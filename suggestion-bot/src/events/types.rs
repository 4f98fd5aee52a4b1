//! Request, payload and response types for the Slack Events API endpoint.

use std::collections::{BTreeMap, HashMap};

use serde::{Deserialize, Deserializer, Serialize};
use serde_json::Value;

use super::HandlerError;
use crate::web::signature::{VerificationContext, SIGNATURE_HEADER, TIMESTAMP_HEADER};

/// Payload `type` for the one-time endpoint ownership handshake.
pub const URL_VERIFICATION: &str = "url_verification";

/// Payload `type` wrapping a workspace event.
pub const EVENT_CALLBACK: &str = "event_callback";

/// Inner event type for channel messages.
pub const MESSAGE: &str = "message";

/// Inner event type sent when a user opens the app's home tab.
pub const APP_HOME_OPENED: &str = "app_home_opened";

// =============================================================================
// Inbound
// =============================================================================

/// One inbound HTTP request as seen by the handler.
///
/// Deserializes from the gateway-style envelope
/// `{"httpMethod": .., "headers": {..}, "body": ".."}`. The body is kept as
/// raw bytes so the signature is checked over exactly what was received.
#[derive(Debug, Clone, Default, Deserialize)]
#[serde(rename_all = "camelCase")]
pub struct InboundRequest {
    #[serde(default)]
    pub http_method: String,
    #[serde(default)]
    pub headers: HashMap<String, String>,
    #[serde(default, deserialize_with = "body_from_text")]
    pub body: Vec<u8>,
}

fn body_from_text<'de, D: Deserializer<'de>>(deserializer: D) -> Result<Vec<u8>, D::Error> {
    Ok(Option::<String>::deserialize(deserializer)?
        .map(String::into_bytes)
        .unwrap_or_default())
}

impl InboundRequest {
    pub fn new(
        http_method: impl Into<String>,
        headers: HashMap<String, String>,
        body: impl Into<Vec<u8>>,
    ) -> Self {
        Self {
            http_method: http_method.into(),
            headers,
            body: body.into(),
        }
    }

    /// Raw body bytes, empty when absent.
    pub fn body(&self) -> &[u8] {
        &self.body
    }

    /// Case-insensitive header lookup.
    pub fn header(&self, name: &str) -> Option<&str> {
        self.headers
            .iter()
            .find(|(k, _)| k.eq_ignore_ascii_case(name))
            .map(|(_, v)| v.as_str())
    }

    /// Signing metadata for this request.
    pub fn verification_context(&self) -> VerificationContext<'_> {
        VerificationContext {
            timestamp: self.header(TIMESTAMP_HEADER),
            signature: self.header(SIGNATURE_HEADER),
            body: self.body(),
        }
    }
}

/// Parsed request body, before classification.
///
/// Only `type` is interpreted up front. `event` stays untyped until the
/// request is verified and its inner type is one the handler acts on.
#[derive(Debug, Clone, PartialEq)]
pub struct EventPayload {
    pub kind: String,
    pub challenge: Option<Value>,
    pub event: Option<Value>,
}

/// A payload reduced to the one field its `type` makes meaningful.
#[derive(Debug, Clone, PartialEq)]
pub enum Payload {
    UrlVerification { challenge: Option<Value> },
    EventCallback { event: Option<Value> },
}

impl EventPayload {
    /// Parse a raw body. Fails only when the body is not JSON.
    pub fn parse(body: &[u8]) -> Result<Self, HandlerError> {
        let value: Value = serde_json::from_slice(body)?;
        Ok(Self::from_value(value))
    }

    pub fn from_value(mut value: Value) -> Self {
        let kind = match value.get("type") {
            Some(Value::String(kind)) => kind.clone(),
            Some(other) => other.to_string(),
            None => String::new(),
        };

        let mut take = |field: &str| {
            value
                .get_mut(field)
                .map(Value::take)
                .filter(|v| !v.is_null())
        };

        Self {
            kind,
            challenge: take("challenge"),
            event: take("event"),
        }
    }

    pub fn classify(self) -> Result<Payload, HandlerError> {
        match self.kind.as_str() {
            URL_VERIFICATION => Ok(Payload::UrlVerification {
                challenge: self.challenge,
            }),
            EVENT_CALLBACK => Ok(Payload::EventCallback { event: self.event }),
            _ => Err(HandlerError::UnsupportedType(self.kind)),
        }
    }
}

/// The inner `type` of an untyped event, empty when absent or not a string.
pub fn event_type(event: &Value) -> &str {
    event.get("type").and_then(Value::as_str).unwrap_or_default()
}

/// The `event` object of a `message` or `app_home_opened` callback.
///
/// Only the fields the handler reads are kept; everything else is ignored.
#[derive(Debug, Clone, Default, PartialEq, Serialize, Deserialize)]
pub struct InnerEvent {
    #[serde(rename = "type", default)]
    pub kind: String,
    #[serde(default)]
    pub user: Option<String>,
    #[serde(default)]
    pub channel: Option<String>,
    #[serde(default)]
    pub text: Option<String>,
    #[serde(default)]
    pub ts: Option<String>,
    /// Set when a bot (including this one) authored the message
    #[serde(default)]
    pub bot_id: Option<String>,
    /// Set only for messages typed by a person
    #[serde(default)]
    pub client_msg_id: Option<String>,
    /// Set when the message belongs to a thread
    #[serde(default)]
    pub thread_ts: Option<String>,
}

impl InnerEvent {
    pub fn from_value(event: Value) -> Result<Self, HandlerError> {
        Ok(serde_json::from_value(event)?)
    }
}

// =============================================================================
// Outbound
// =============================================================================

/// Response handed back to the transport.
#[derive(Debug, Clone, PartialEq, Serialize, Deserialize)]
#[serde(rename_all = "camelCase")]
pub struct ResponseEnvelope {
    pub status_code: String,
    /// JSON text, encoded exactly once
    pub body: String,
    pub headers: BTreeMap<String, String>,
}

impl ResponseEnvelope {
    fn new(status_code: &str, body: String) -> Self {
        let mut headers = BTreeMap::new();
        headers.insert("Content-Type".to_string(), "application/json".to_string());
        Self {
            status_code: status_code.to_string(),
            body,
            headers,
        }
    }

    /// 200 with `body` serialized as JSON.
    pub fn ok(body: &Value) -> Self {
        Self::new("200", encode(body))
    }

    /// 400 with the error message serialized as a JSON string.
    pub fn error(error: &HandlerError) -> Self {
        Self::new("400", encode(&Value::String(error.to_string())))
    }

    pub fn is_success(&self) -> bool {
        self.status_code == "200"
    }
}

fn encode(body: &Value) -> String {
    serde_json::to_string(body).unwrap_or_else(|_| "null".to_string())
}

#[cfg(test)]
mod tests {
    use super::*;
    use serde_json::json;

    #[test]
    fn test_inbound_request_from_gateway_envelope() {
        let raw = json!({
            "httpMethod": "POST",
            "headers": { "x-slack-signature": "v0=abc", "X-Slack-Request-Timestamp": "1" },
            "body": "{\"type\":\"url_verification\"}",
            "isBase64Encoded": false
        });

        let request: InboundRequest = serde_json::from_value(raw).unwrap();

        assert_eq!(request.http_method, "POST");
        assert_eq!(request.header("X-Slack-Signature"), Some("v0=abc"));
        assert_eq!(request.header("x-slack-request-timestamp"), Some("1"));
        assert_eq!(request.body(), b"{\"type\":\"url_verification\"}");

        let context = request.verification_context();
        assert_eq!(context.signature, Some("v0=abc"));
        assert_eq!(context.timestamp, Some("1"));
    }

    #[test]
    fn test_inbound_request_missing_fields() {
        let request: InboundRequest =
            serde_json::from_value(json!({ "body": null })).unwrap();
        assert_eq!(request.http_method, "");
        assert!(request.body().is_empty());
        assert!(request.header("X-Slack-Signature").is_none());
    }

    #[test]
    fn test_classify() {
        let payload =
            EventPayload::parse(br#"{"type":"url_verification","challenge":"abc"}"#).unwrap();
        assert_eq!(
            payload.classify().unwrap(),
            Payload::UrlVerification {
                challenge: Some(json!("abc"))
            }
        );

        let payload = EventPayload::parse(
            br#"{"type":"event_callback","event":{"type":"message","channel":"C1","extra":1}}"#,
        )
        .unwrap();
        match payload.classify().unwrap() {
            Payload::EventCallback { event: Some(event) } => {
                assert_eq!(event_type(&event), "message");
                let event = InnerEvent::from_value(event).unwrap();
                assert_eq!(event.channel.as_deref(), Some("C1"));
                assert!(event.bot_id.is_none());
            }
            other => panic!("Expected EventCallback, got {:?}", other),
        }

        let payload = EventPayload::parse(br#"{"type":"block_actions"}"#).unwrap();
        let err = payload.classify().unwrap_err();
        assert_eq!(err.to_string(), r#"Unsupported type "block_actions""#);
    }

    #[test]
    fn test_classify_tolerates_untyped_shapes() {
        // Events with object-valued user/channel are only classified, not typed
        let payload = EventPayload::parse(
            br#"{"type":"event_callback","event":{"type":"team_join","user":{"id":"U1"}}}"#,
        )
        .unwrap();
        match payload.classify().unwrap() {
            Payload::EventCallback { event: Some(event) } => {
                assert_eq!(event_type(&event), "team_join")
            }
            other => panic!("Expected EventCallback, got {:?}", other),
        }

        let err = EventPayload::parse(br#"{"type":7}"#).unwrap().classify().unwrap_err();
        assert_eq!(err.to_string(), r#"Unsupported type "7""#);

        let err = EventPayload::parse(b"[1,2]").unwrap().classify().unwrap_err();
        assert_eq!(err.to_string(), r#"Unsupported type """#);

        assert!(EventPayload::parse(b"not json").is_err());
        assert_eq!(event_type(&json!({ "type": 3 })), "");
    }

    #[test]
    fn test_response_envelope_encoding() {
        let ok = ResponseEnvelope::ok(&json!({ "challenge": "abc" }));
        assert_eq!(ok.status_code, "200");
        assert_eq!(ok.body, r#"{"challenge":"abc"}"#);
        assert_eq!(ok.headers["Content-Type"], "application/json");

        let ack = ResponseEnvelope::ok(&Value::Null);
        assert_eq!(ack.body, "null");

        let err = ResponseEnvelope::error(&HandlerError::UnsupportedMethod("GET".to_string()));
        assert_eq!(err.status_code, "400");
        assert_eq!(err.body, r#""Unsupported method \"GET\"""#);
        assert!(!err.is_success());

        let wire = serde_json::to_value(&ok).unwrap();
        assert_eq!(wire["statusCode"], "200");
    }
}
----------------------------------------
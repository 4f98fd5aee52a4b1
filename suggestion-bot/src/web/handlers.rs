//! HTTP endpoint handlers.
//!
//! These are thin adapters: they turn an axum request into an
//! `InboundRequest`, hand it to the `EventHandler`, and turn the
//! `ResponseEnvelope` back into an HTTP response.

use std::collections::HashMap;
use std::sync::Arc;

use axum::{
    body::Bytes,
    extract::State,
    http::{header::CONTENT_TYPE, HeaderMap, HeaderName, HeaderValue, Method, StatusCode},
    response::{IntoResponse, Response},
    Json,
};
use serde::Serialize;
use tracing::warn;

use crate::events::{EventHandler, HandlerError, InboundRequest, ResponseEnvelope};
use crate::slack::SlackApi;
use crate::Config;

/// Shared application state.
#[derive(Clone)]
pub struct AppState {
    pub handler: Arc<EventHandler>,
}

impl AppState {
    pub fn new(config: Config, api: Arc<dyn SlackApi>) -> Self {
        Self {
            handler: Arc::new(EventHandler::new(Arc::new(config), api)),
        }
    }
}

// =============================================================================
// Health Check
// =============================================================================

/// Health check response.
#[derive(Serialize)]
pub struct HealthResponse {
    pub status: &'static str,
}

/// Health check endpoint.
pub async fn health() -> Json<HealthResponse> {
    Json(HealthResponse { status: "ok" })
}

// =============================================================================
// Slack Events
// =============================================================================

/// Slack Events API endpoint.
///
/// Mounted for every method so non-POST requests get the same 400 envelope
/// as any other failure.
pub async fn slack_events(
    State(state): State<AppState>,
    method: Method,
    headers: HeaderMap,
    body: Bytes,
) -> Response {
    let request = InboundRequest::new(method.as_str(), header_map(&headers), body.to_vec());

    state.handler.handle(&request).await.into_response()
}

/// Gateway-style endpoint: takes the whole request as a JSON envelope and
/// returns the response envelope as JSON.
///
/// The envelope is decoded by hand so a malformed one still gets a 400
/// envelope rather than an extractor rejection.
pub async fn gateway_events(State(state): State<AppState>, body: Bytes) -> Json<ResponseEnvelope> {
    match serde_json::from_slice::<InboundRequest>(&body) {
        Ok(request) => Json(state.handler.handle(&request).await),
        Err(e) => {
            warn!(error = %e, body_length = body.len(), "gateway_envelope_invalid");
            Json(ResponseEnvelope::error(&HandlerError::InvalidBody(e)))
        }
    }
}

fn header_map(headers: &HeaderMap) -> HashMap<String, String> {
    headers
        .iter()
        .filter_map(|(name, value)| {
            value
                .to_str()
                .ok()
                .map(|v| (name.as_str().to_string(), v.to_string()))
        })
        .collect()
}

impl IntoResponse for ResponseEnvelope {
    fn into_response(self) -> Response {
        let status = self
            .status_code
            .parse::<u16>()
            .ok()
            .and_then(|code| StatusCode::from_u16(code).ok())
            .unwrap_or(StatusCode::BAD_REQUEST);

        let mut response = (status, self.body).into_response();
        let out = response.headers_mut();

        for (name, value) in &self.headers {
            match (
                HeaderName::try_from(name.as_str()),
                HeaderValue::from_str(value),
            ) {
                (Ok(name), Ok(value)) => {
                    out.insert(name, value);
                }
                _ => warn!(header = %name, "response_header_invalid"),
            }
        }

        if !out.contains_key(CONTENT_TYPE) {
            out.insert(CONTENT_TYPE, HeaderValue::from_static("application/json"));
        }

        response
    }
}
----------------------------------------
◆ Work instruction: Reproduce word for word the material above, starting with the line that has "filename suggestion-bot/src/events/types.rs" and stopping after the line that has "a workspace event.".

◆ Response box:
filename suggestion-bot/src/events/types.rs
repository 4f98fd5aee52a4b1
//! Request, payload and response types for the Slack Events API endpoint.

use std::collections::{BTreeMap, HashMap};

use serde::{Deserialize, Deserializer, Serialize};
use serde_json::Value;

use super::HandlerError;
use crate::web::signature::{VerificationContext, SIGNATURE_HEADER, TIMESTAMP_HEADER};

/// Payload `type` for the one-time endpoint ownership handshake.
pub const URL_VERIFICATION: &str = "url_verification";

/// Payload `type` wrapping a workspace event.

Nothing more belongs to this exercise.